Los secretos de Lalibela, la ciudad santa africana
Por las noches, en muchos de los lugares donde descansamos nuestros fatigados huesos -pocas horas, eso sí- nos dormirmos con una eterna letanía, a veces a lo lejos, casi imperceptible, como un susurro; otras muy cerca, como si nos atronara al oído. Es la salmodia de los diáconos ortodoxos que cantan en geez, que pueden estar toda la noche con sus cánticos religiosos que, de alguna manera, acostumbrados ya a su sonido, nos vienen a arrullar el sueño.

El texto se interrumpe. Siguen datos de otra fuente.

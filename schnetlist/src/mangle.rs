//! Hierarchical name construction.
//!
//! A name is scoped by the chain of instantiating-component refdes
//! values leading to its sheet.  Mangling joins that chain with a
//! configurable separator and attaches it before or after the base
//! name.  The same function serves refdes and net names; only the
//! separators differ.

use itertools::Itertools;
use super::*;

/// Whether the hierarchy tag goes after or before the base name (and,
/// for the chain itself, whether it is joined top-down or bottom-up).
#[derive(Debug, Copy, Clone, PartialEq, Eq)]
pub enum MangleOrder {
    Append,
    Prepend,
}

impl std::str::FromStr for MangleOrder {
    type Err = String;

    fn from_str(s: &str) -> Result<MangleOrder, String> {
        match s {
            "append" => Ok(MangleOrder::Append),
            "prepend" => Ok(MangleOrder::Prepend),
            other => Err(format!(
                "`{}' is not a valid mangling order \
                 (allowed values: append prepend)", other)),
        }
    }
}

/// Construct a hierarchical name.
///
/// With `namespace = None` the output is `basename`.  Otherwise the
/// chain of instantiating-component refdes values is joined with
/// `chain_separator` (top-down, or bottom-up if `chain_order` is
/// prepend) and attached to `basename` with `attach_separator`,
/// after or before it per `attach_order`.
pub fn mangle(
    netlist: &Netlist, basename: &str, namespace: Namespace,
    chain_separator: &str, chain_order: MangleOrder,
    attach_separator: &str, attach_order: MangleOrder,
) -> CompactString {
    let mut tag: Vec<&str> = Vec::new();
    let mut cur = namespace;
    while let Some(comp) = cur {
        let blueprint = &netlist[netlist[comp].blueprint];
        tag.insert(0, blueprint.refdes.as_deref().unwrap_or("?"));
        cur = netlist[netlist[comp].sheet].instantiating_component;
    }
    if tag.is_empty() {
        return basename.into()
    }

    if chain_order == MangleOrder::Prepend {
        tag.reverse();
    }
    let tag = format!("{}", tag.iter().format(chain_separator));

    match attach_order {
        MangleOrder::Append =>
            format!("{}{}{}", tag, attach_separator, basename).into(),
        MangleOrder::Prepend =>
            format!("{}{}{}", basename, attach_separator, tag).into(),
    }
}

impl Netlist {
    /// Mangle a refdes with the configured refdes separator/order.
    pub fn mangle_refdes(&self, basename: &str, namespace: Namespace)
                         -> CompactString {
        mangle(self, basename, namespace,
               &self.config.refdes_separator, self.config.refdes_order,
               &self.config.refdes_separator, self.config.refdes_order)
    }

    /// Mangle a net name: the chain uses the refdes separator, the
    /// attachment uses the netname separator.
    pub fn mangle_netname(&self, basename: &str, namespace: Namespace)
                          -> CompactString {
        mangle(self, basename, namespace,
               &self.config.refdes_separator, self.config.refdes_order,
               &self.config.netname_separator, self.config.netname_order)
    }
}

#[cfg(test)]
mod tests {
    use super::*;
    use crate::attrib::Attributes;

    /// a minimal netlist with a two-deep instantiation chain:
    /// U1 on the top sheet instantiates a sheet holding U2, which
    /// instantiates the innermost sheet.
    fn chain_fixture() -> (Netlist, Namespace) {
        let mut nl = Netlist::default();
        for (i, refdes) in ["U1", "U2"].iter().enumerate() {
            nl.schematics.push(Schematic {
                filename: format!("sheet{}.sch", i).into(),
                rev: Revision {
                    version: 0, fileformat: 2, objects: Vec::new()
                },
                components: vec![BCompId(i)],
                nets: Vec::new(),
                ports: HashMap::new(),
            });
            nl.bcomp_arena.push(BComponent {
                schematic: SchematicId(i),
                basename: "block.sym".into(),
                symbol: None,
                refdes: Some((*refdes).into()),
                attached: Attributes::new(),
                inherited: Attributes::new(),
                pins: Vec::new(),
                pins_by_number: HashMap::new(),
                composite_sources: Vec::new(),
                is_graphical: false,
                has_netname_attrib: false,
                has_portname_attrib: false,
                parameters: HashMap::new(),
            });
            nl.sheets.push(Sheet {
                blueprint: SchematicId(i),
                instantiating_component:
                    if i == 0 { None } else { Some(CompId(i - 1)) },
                components: vec![CompId(i)],
                components_by_blueprint: HashMap::new(),
                local_nets: Vec::new(),
            });
            nl.comp_arena.push(Component {
                sheet: SheetId(i),
                blueprint: BCompId(i),
                cpins: Vec::new(),
                cpins_by_number: HashMap::new(),
                cpins_by_blueprint: HashMap::new(),
                subsheets: Vec::new(),
                refdes: None,
            });
        }
        (nl, Some(CompId(1)))
    }

    #[test]
    fn test_mangle_orders() {
        use MangleOrder::*;
        let (nl, ns) = chain_fixture();
        assert_eq!(mangle(&nl, "R1", ns, "/", Append, "/", Append),
                   "U1/U2/R1");
        assert_eq!(mangle(&nl, "R1", ns, "/", Prepend, "/", Append),
                   "U2/U1/R1");
        assert_eq!(mangle(&nl, "R1", ns, ".", Append, ":", Prepend),
                   "R1:U1.U2");
        assert_eq!(mangle(&nl, "R1", None, "/", Append, "/", Append),
                   "R1");
    }

    #[test]
    fn test_mangle_is_pure() {
        use MangleOrder::*;
        let (nl, ns) = chain_fixture();
        let a = mangle(&nl, "VCC", ns, "/", Append, "/", Append);
        let b = mangle(&nl, "VCC", ns, "/", Append, "/", Append);
        assert_eq!(a, b);
    }
}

No podía ser menos en Lalibela, la ciudad sagrada de Etiopía, considerada la segunda Jerusalén, el epicentro copto de toda África, donde, en una colina, se arraciman 11 iglesias excavadas en la roca, bajo suelo, con un tallado delicado, mayormente de influencia aksumita, y con misterios ocultos en su interior, al que es casi imprescindible acudir con una vela porque permanece en penumbra.
A primera hora, antes incluso de desayunar, la expedición acude a la Iglesia de San Jorge, el patrón del país, la única no protegida por una cubierta por la Unesco, que declaró este lugar Patrimonio mundial, y que algunos consideran la octava maravilla del mundo, con su laberinto de pasillos que le llevan a uno de una iglesia a otra casi sin darse cuenta y cuya magia bien reflejó en una serie la fotógrafa Cristina García Rodero.
Dice la leyenda que la ciudad fue fundada por el emperador Lalibela en el siglo XII, algo que puede ser cierto, ya que en el templo que visitamos hay dos tallas de madera de olivo datadas hace más de 800 años. La expedición queda perpleja al observar el exterior, casi lo más mágico en estas iglesias, con ese enorme hoyo excavado en la tierra del que sale el templo, de tres plantas y 15 metros de altura. Es primera hora, pero numerosos fieles ya lo visitan y realizan sus plegarias vestidos con sus túnicas blancas.
Telmo Aldaz de la Quadra-Salcedo, director de la expedición, se reúne brevemente con el patriarca de la Iglesia ortodoxa, considerado el segundo Papa, para mostrarle sus respetos, y de ahí, tras desayunar, emprendemos el viaje hacia Dessei, por otra carretera de esas inhóspitas, con baches por doquier y donde vemos incluso babuinos gelada con un llamativo color rojo en el pecho.
Cruzamos poblados que bien pudieran ser de hace 400 años, como los pueblos iberos, y llegamos a situarnos a 3.800 metros de altura, algo que notamos sobre todo al bajar hacia nuestro destino, a 2.700, donde, una vez instalados, los expedicionarios atienden con atención a una charla sobre refugiados donde, pese a la hora, la una de la mañana, se genera un interesante debate. La proyección de los emocionantes vídeos del equipo audiovisual cierran otra maratoniana jornada en esta espiral sin fin.